//! Integration tests for the accessor math: scaling, bitfield
//! read-modify-write, enum mapping, arrays, and endianness.

use msgschema::loader::{document_from_str, LoadedDocument};
use msgschema::{
    compile_documents, AccessError, Accessor, CompileOptions, CompiledSet, Endianness, FieldValue,
};
use std::path::PathBuf;

fn compile(source: &str) -> CompiledSet {
    let document = document_from_str(source).expect("parse");
    let docs = vec![LoadedDocument {
        document,
        namespace: Vec::new(),
        path: PathBuf::from("test.yaml"),
        is_header: false,
    }];
    compile_documents(&docs, &CompileOptions::default()).expect("compile")
}

fn close(a: f64, b: f64) -> bool {
    (a - b).abs() < 1e-9
}

const SCALED: &str = r#"
Messages:
  - Name: Telemetry
    ID: 1
    Fields:
      - Name: Voltage
        Type: uint16
        Scale: 2.7
        Offset: 1.828
        Units: mV
"#;

#[test]
fn scaled_get_applies_affine_map() {
    let set = compile(SCALED);
    let msg = set.message("test.Telemetry").expect("message");
    let acc = Accessor::new(msg, Endianness::Big);

    let buf = [0u8, 0];
    match acc.get(&buf, "Voltage").expect("get") {
        FieldValue::Float(x) => assert!(close(x, 1.828), "got {x}"),
        other => panic!("unexpected value: {other:?}"),
    }

    let buf = [0u8, 100];
    let x = acc.get(&buf, "Voltage").expect("get").as_f64().expect("f64");
    assert!(close(x, 100.0 * 2.7 + 1.828), "got {x}");
}

#[test]
fn scaled_set_inverts_to_raw_storage() {
    let set = compile(SCALED);
    let msg = set.message("test.Telemetry").expect("message");
    let acc = Accessor::new(msg, Endianness::Big);

    let mut buf = [0xAAu8, 0xAA];
    acc.set(&mut buf, "Voltage", FieldValue::Float(1.828)).expect("set");
    assert_eq!(buf, [0, 0]);

    acc.set(&mut buf, "Voltage", FieldValue::Float(100.0 * 2.7 + 1.828))
        .expect("set");
    assert_eq!(buf, [0, 100]);
}

#[test]
fn scaled_domain_covers_native_range() {
    let set = compile(SCALED);
    let field = &set.message("test.Telemetry").expect("message").fields[0];
    assert!(close(field.domain.min, 1.828));
    assert!(close(field.domain.max, 65535.0 * 2.7 + 1.828));
}

#[test]
fn signed_round_trip() {
    let set = compile(
        r#"
Messages:
  - Name: Delta
    ID: 2
    Fields:
      - Name: Error
        Type: int16
"#,
    );
    let msg = set.message("test.Delta").expect("message");
    let acc = Accessor::new(msg, Endianness::Big);
    let mut buf = [0u8; 2];
    acc.set(&mut buf, "Error", FieldValue::Signed(-123)).expect("set");
    assert_eq!(acc.get(&buf, "Error").expect("get"), FieldValue::Signed(-123));
}

const FLAGS: &str = r#"
Messages:
  - Name: Flags
    ID: 3
    Fields:
      - Name: Status
        Type: uint8
        Bitfields:
          - Name: Mode
            NumBits: 4
          - Name: Armed
            NumBits: 3
          - Name: Fault
            NumBits: 1
"#;

#[test]
fn bitfield_write_preserves_neighbors() {
    let set = compile(FLAGS);
    let msg = set.message("test.Flags").expect("message");
    let acc = Accessor::new(msg, Endianness::Big);

    let mut buf = [0xFFu8];
    acc.set(&mut buf, "Mode", FieldValue::Unsigned(5)).expect("set");
    assert_eq!(buf, [0xF5]);
    assert_eq!(acc.get(&buf, "Mode").expect("get"), FieldValue::Unsigned(5));
    assert_eq!(acc.get(&buf, "Armed").expect("get"), FieldValue::Unsigned(7));
    assert_eq!(acc.get(&buf, "Fault").expect("get"), FieldValue::Unsigned(1));

    acc.set(&mut buf, "Fault", FieldValue::Unsigned(0)).expect("set");
    assert_eq!(buf, [0x75]);
}

#[test]
fn bitfield_domain_is_unsigned() {
    let set = compile(FLAGS);
    let field = &set.message("test.Flags").expect("message").fields[0];
    let mode = &field.bitfields[0];
    assert_eq!(mode.domain.min, 0.0);
    assert_eq!(mode.domain.max, 15.0);
}

const COLORED: &str = r#"
Enums:
  - Name: Color
    Options:
      - Name: Red
        Value: 5
      - Name: Green
        Value: 6
Messages:
  - Name: Paint
    ID: 4
    Fields:
      - Name: Hue
        Type: uint8
        Enum: Color
"#;

#[test]
fn enum_value_maps_to_option_name() {
    let set = compile(COLORED);
    let msg = set.message("test.Paint").expect("message");
    let acc = Accessor::new(msg, Endianness::Big);
    let buf = [5u8];
    assert_eq!(
        acc.get(&buf, "Hue").expect("get"),
        FieldValue::Symbol("Red".to_string())
    );
}

#[test]
fn unmapped_enum_value_falls_back_to_numeric() {
    let set = compile(COLORED);
    let msg = set.message("test.Paint").expect("message");
    let acc = Accessor::new(msg, Endianness::Big);
    let buf = [9u8];
    assert_eq!(acc.get(&buf, "Hue").expect("get"), FieldValue::Unsigned(9));
}

#[test]
fn enum_symbol_writes_its_value() {
    let set = compile(COLORED);
    let msg = set.message("test.Paint").expect("message");
    let acc = Accessor::new(msg, Endianness::Big);
    let mut buf = [0u8];
    acc.set(&mut buf, "Hue", FieldValue::Symbol("Green".to_string()))
        .expect("set");
    assert_eq!(buf, [6]);

    let err = acc
        .set(&mut buf, "Hue", FieldValue::Symbol("Chartreuse".to_string()))
        .unwrap_err();
    assert!(matches!(err, AccessError::BadToken(t) if t == "Chartreuse"));
}

const ARRAYED: &str = r#"
Messages:
  - Name: Samples
    ID: 5
    Fields:
      - Name: Raw
        Type: uint16
        Count: 3
"#;

#[test]
fn array_elements_are_independently_addressable() {
    let set = compile(ARRAYED);
    let msg = set.message("test.Samples").expect("message");
    let acc = Accessor::new(msg, Endianness::Little);
    let mut buf = [0u8; 6];
    acc.set_at(&mut buf, "Raw", 2, FieldValue::Unsigned(0xBEEF))
        .expect("set");
    assert_eq!(buf, [0, 0, 0, 0, 0xEF, 0xBE]);
    assert_eq!(
        acc.get_at(&buf, "Raw", 2).expect("get"),
        FieldValue::Unsigned(0xBEEF)
    );
    assert_eq!(acc.get_at(&buf, "Raw", 0).expect("get"), FieldValue::Unsigned(0));
}

#[test]
fn out_of_range_index_is_an_error() {
    let set = compile(ARRAYED);
    let msg = set.message("test.Samples").expect("message");
    let acc = Accessor::new(msg, Endianness::Little);
    let buf = [0u8; 6];
    let err = acc.get_at(&buf, "Raw", 3).unwrap_err();
    assert!(matches!(
        err,
        AccessError::IndexOutOfRange { index: 3, count: 3, .. }
    ));
}

#[test]
fn short_buffer_is_an_error() {
    let set = compile(ARRAYED);
    let msg = set.message("test.Samples").expect("message");
    let acc = Accessor::new(msg, Endianness::Little);
    let buf = [0u8; 4];
    let err = acc.get_at(&buf, "Raw", 2).unwrap_err();
    assert!(matches!(err, AccessError::BufferTooSmall { need: 6, have: 4 }));
}

#[test]
fn unknown_field_is_an_error() {
    let set = compile(ARRAYED);
    let msg = set.message("test.Samples").expect("message");
    let acc = Accessor::new(msg, Endianness::Big);
    let buf = [0u8; 6];
    let err = acc.get(&buf, "Cooked").unwrap_err();
    assert!(matches!(err, AccessError::UnknownField(n) if n == "Cooked"));
}

#[test]
fn endianness_controls_byte_order() {
    let set = compile(
        r#"
Messages:
  - Name: Word
    ID: 6
    Fields:
      - Name: Value
        Type: uint32
"#,
    );
    let msg = set.message("test.Word").expect("message");

    let mut buf = [0u8; 4];
    Accessor::new(msg, Endianness::Big)
        .set(&mut buf, "Value", FieldValue::Unsigned(0xDEADBEEF))
        .expect("set");
    assert_eq!(buf, [0xDE, 0xAD, 0xBE, 0xEF]);

    Accessor::new(msg, Endianness::Little)
        .set(&mut buf, "Value", FieldValue::Unsigned(0xDEADBEEF))
        .expect("set");
    assert_eq!(buf, [0xEF, 0xBE, 0xAD, 0xDE]);
}

#[test]
fn float_round_trip() {
    let set = compile(
        r#"
Messages:
  - Name: Reading
    ID: 7
    Fields:
      - Name: Temp
        Type: float32
"#,
    );
    let msg = set.message("test.Reading").expect("message");
    let acc = Accessor::new(msg, Endianness::Big);
    let mut buf = [0u8; 4];
    acc.set(&mut buf, "Temp", FieldValue::Float(1.5)).expect("set");
    assert_eq!(acc.get(&buf, "Temp").expect("get"), FieldValue::Float(1.5));
}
■ ■ ■ ■ ■ ■ ■
▸ WHAT THE EXERCISE ASKS: Gather up every line in the data above that contains the word "docs", copying each one.

▸ FINAL ANSWER:
    let docs = vec![LoadedDocument {
    compile_documents(&docs, &CompileOptions::default()).expect("compile")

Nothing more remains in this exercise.